**What is expected:** Among the entries below, one stretch runs from the line that contains "filename src/connection/state.rs" through the line that contains "#[derive(Debug, Clone, Default, PartialEq, Eq)]". Repeat that stretch exactly, ends included, and only that.
━━━━━━━━
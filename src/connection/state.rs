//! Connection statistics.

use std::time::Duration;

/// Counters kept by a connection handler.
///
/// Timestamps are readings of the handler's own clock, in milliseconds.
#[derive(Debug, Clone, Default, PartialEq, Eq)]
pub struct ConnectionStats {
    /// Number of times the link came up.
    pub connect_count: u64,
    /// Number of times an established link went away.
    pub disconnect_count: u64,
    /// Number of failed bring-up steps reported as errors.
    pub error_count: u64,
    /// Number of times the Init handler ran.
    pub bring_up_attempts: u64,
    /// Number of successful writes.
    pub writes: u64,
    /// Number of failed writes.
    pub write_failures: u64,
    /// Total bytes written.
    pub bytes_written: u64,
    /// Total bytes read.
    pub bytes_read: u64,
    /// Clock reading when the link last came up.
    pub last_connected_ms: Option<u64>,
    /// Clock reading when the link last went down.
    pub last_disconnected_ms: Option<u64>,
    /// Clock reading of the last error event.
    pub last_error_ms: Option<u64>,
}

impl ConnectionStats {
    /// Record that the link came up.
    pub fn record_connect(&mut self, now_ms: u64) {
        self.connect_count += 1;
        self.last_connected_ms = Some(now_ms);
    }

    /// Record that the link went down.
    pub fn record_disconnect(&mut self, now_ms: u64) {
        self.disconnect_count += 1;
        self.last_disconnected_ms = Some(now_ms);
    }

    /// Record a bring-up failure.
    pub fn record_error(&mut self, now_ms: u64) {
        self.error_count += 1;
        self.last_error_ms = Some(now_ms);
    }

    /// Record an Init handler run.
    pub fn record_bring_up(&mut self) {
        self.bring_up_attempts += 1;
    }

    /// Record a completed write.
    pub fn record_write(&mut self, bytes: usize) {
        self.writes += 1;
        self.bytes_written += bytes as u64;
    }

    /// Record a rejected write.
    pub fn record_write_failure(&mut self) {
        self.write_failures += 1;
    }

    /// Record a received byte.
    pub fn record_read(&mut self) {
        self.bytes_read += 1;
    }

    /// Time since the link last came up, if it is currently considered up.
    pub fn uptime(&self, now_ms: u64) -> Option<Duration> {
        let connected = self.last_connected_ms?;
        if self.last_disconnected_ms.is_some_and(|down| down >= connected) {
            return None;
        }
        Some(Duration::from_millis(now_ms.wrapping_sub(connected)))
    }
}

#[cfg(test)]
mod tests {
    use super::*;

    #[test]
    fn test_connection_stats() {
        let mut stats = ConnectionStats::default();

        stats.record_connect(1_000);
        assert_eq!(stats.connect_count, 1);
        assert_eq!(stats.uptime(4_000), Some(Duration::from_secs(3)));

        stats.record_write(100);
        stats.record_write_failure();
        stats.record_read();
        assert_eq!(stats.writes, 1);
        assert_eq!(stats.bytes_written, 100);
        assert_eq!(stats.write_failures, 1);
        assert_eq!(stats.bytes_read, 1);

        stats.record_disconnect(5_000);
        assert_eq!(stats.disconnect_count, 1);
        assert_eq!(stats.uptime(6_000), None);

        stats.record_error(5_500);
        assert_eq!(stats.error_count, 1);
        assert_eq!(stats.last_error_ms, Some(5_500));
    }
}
━━━━━━━━
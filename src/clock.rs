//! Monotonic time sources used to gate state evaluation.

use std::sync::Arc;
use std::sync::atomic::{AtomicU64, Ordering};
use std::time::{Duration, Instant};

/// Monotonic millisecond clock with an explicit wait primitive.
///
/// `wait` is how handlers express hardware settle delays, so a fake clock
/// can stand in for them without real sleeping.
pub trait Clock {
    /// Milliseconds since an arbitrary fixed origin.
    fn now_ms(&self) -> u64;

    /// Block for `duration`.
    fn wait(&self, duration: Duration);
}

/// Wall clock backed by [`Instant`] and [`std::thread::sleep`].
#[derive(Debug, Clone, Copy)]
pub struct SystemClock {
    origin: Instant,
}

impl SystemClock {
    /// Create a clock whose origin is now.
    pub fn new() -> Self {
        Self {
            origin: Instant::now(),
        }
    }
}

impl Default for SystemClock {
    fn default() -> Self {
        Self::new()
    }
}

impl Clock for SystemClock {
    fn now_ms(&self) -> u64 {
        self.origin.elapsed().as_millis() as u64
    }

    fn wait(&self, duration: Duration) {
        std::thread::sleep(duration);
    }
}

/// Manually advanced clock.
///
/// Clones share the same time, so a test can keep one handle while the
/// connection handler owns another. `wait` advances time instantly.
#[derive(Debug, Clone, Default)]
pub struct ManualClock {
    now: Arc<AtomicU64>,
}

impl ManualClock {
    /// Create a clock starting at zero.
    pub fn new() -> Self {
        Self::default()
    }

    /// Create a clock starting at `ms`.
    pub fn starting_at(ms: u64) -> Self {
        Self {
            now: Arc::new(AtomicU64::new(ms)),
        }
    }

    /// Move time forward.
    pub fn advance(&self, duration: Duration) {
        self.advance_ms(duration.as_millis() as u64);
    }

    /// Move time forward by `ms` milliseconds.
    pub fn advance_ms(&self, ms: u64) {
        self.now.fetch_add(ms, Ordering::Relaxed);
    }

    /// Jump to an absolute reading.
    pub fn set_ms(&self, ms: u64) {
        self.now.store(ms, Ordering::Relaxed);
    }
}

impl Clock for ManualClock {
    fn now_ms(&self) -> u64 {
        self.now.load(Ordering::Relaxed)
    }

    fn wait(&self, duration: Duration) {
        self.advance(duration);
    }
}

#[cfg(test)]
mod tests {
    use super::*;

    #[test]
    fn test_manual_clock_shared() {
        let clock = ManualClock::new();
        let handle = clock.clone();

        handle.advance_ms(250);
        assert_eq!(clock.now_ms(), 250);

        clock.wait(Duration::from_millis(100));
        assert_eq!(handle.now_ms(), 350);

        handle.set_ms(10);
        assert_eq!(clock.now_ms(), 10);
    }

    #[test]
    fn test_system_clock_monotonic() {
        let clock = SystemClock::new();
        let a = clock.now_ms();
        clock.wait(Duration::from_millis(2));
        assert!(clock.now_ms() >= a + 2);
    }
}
━━━━━━━━
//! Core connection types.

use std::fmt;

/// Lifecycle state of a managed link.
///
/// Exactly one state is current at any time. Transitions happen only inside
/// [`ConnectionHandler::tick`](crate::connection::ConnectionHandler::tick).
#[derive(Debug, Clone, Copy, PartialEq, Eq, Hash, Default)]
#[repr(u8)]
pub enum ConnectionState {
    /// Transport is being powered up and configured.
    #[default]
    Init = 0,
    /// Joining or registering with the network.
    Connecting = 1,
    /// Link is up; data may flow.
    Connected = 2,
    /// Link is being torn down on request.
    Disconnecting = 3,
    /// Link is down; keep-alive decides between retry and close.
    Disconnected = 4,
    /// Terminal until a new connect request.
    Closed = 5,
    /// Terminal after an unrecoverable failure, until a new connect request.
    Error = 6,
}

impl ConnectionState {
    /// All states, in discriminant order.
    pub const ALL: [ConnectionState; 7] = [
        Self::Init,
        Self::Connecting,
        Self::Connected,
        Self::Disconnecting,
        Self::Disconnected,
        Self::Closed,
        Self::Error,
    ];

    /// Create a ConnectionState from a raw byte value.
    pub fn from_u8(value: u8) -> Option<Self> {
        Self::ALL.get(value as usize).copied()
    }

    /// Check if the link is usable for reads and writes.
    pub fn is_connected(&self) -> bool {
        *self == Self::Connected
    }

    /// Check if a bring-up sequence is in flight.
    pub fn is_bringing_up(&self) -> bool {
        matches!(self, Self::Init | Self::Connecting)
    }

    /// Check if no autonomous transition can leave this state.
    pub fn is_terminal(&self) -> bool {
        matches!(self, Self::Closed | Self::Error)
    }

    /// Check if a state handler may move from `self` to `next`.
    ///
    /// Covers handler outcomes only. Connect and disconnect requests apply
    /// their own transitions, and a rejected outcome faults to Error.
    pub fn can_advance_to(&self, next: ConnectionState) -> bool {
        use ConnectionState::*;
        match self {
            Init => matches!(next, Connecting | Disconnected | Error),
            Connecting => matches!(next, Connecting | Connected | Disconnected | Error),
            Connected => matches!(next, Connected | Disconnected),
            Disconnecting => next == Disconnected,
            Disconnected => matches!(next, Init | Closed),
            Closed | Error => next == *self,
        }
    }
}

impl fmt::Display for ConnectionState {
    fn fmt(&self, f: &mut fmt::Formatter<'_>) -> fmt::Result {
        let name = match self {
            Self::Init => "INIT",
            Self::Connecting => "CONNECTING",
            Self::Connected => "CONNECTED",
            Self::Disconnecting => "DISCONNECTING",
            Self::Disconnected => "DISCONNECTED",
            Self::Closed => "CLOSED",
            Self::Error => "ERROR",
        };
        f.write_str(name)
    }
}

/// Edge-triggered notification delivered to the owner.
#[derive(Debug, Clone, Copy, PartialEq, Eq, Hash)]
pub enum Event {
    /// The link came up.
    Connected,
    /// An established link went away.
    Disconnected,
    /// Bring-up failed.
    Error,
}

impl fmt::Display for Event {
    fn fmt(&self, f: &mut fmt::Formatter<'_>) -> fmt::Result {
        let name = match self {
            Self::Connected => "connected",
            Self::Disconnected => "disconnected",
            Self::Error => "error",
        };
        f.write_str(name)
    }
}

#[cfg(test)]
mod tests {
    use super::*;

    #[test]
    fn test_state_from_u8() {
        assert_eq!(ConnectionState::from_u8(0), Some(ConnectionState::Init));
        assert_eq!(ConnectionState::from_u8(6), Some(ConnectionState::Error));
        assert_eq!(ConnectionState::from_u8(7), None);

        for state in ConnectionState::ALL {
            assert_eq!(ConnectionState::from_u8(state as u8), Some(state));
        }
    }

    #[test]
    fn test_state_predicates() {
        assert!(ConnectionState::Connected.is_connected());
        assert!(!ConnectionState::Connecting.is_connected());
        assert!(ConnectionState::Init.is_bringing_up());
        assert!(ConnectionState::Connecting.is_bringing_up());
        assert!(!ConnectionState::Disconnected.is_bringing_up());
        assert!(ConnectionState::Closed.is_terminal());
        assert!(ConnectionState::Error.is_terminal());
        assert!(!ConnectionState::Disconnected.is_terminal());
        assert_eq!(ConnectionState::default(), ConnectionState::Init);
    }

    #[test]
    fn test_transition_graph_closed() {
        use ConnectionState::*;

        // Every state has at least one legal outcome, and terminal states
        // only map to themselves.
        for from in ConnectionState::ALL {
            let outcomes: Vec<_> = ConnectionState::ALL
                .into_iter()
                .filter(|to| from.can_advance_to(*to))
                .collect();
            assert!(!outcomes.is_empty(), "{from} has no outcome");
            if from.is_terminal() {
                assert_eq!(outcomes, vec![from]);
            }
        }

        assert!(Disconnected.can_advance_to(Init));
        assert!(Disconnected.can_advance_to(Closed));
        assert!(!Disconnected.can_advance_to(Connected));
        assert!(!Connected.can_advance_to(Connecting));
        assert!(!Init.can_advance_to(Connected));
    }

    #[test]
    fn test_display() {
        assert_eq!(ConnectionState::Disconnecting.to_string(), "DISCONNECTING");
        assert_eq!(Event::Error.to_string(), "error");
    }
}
━━━━━━━━
**Response below:**
filename src/connection/state.rs
//! Connection statistics.

use std::time::Duration;

/// Counters kept by a connection handler.
///
/// Timestamps are readings of the handler's own clock, in milliseconds.
#[derive(Debug, Clone, Default, PartialEq, Eq)]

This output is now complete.